Marino dà la sala per il convegno sull’ideologia del gender (ma accende Roma con le luminarie arcobaleno)

Intervista al consigliere comunale Lavinia Mennuni: «Dire che non c’è nulla da fare ci danneggia. Ecco come ci siamo mossi per difendere la famiglia»

Dal 9 al 15 gennaio sul Campidoglio sventolerà la bandiera arcobaleno, mentre via del Corso sarà percorsa per un chilometro e mezzo da luminare natalizie rainbow. Un trattamento del tutto differente aveva invece riservato a chi voleva difendere la famiglia naturale con un convegno, negando il 14 novembre scorso una all’Associazione Famiglia domani.
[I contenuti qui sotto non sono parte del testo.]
//! Chapterhouse is the access-control core of a multi-tenant club/chapter
//! management application: a per-organization, per-member CRUD permission
//! matrix, a tenant-isolation layer that scopes every read and write to one
//! organization, and the account-activation state machine that gates
//! application use until an invited member has secured their account.
//!
//! The crate is transport-agnostic. Storage sits behind repository traits
//! (in-memory mocks behind the `mocks` feature, SQLite behind `sqlite`), and
//! the hosted authentication provider and outbound mail function are boundary
//! traits the embedding application implements.

pub mod actions;
pub mod activation;
pub mod branding;
pub mod config;
pub mod crypto;
pub mod email;
pub mod events;
pub mod gateway;
pub mod guard;
pub mod rbac;
pub mod repository;
pub mod session;
#[cfg(feature = "sqlite")]
pub mod sqlite;
pub mod tenant;
pub mod validators;

use std::fmt;

pub use activation::ActivationState;
pub use branding::OrgBranding;
pub use config::CoreConfig;
pub use crypto::SecretString;
pub use events::register_event_listeners;
pub use guard::{Denial, PageContext, PageGuard};
pub use rbac::{CrudAction, Page, PermissionEvaluator, PermissionMatrix};
pub use repository::{
    CreateMember, CreateOrganization, Member, MemberRepository, MemberStatus, MemberUpdate,
    Organization, OrganizationRepository, OrganizationUpdate, Profile, ProfileRepository,
    UpsertProfile,
};
pub use session::{AuthProvider, Identity, RecoverySignal, SessionStore};
pub use tenant::{TenantResolver, TenantScope};
pub use validators::ValidationError;

#[cfg(feature = "mocks")]
pub use email::MockEmailDispatcher;
#[cfg(feature = "mocks")]
pub use repository::{MockMemberRepository, MockOrganizationRepository, MockProfileRepository};
#[cfg(feature = "mocks")]
pub use session::MockAuthProvider;

/// Log target used by every module in this crate.
pub(crate) const LOG_TARGET: &str = "chapterhouse";

#[derive(Debug, Clone, PartialEq)]
pub enum CoreError {
    /// No authenticated identity; the caller must be sent to sign-in.
    Unauthenticated,
    /// The caller is authenticated but the permission matrix denies the
    /// requested page/action.
    PermissionDenied,
    /// No profile row exists for the identity, so no tenant can be resolved.
    /// There is never a fallback tenant.
    TenantUnresolved,
    OrganizationNotFound,
    /// The organization is suspended; sign-in is blocked for its members.
    OrganizationSuspended,
    MemberNotFound,
    ProfileNotFound,
    RecordNotFound,
    /// A roster entry with this email already exists in the organization.
    DuplicateEmail,
    InvalidCredentials,
    PasswordHashError,
    Validation(ValidationError),
    /// Rejected by the data store; the message is the store's description.
    StoreError(String),
    Internal(String),
}

impl fmt::Display for CoreError {
    fn fmt(&self, f: &mut fmt::Formatter<'_>) -> fmt::Result {
        match self {
            CoreError::Unauthenticated => write!(f, "Not signed in"),
            CoreError::PermissionDenied => write!(f, "You do not have permission to do that"),
            CoreError::TenantUnresolved => write!(f, "No organization is linked to this account"),
            CoreError::OrganizationNotFound => write!(f, "Organization not found"),
            CoreError::OrganizationSuspended => write!(f, "This organization has been suspended"),
            CoreError::MemberNotFound => write!(f, "Member not found"),
            CoreError::ProfileNotFound => write!(f, "Profile not found"),
            CoreError::RecordNotFound => write!(f, "Record not found"),
            CoreError::DuplicateEmail => {
                write!(
                    f,
                    "A member with this email already exists in the organization"
                )
            }
            CoreError::InvalidCredentials => write!(f, "Invalid email or password"),
            CoreError::PasswordHashError => write!(f, "Failed to hash password"),
            CoreError::Validation(e) => write!(f, "{e}"),
            CoreError::StoreError(msg) => write!(f, "Data store error: {msg}"),
            CoreError::Internal(msg) => write!(f, "{msg}"),
        }
    }
}

impl std::error::Error for CoreError {}

impl From<ValidationError> for CoreError {
    fn from(e: ValidationError) -> Self {
        CoreError::Validation(e)
    }
}
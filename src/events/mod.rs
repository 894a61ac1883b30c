//! Domain events fired by the actions.
//!
//! Actions dispatch an [`AppEvent`] after each notable outcome (sign-in,
//! invite, permission edit, outbound communication). Dispatch is a no-op
//! until [`register_event_listeners`] installs listeners at startup, so the
//! core never depends on an audit pipeline being present.
//!
//! ```rust,ignore
//! use chapterhouse::register_event_listeners;
//! use chapterhouse::events::listeners::LoggingListener;
//!
//! register_event_listeners(|registry| {
//!     registry.listen(LoggingListener::new());
//! });
//! ```

mod event;
mod listener;
mod registry;

pub mod listeners;

pub use event::AppEvent;
pub use listener::Listener;
pub use registry::{dispatch, register_event_listeners};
LE DISCRIMINAZIONI. Per questo, ieri, insieme ai membri dell’associazione, anche i Giuristi per la vita, l’Associazione famiglie numerose Cattoliche e il Movimento europeo per la difesa della vita, in una conferenza stampa hanno reso noti i fatti di «intolleranza ideologica che negli ultimi mesi gravano su chi vuole mettere in discussione, seppur in maniera civile e scientifica, la cultura gender», hanno spiegato i relatori. Ad esempio, racconta a tempi.it il consigliere comunale Lavinia Mennuni (Ncd), «il sindaco di Roma aveva risposto che la sala era già stata prenotata per un incontro sull’autismo, in realtà la concessione ai disabili era giunta un mese dopo quella fatta all’Associazione Famiglia domani. Inoltre, proprio il 14 novembre alcuni consiglieri di M5S, Sel e Lista civica Marino, avevano presentato un’interrogazione contro il convegno da loro definito pericoloso».
Durante la conferenza stampa si è poi parlato del tentativo di introdurre l’insegnamento gender nelle scuole, delle proteste contro il vescovo di Trieste, monsignor Giampaolo Crepaldi, delle contestazioni durante i convegni sull’ideologia omosessuale, fino a citare gli episodi di censura e minacce rivolte contro insegnanti, psicologi, giuristi che si sono permessi di sollevare dubbi sui presupposti che alimentano la teoria gender.

«NON STIAMO A GUARDARE». Mennuni spiega la necessità «di risposta da parte di tutte le associazioni laiche e cattoliche a favore della famiglia, contro chi vuole imporre politiche contrarie ad essa o leggi che sposano l’ideologia di genere: continuare a dire che tanto non c’è nulla da fare è quello che ci danneggia di più». Per questo, quando il sindaco Marino ha negato l’uso della sala, «ho voluto denunciare il suo comportamento totalmente antidemocratico, chiedendo che, come a tutti, anche a chi difende la famiglia naturale fosse data libertà di parola. Se davvero il sindaco non aveva negato il patrocinio per ragioni ideologiche, come affermato, allora avrebbe dovuto ridarci la sala».
Dopo due settimane di trattative, «ci è stata concessa: il 27 di gennaio il convegno si terrà in Campidoglio. Anche se non ho ancora ricevuto una risposta formale». Venerdì prossimo, sempre presso il Comune di Roma, Mennuni ha organizzato tavolo per le politiche a sostegno della vita e della famiglia a cui sono stati invitati i sindaci della provincia e diverse associazioni che sostengono la vita e la famiglia: «Occorre cominciare a muoversi insieme. E poi, partendo dal livello locale, tradurre le istanze della stragrande maggioranza degli italiani in politiche concrete, come il finanziamento dei nidi o il quoziente famiglia, purtroppo cancellati da questa amministrazione contro le necessità crescenti e reali delle famiglie romane».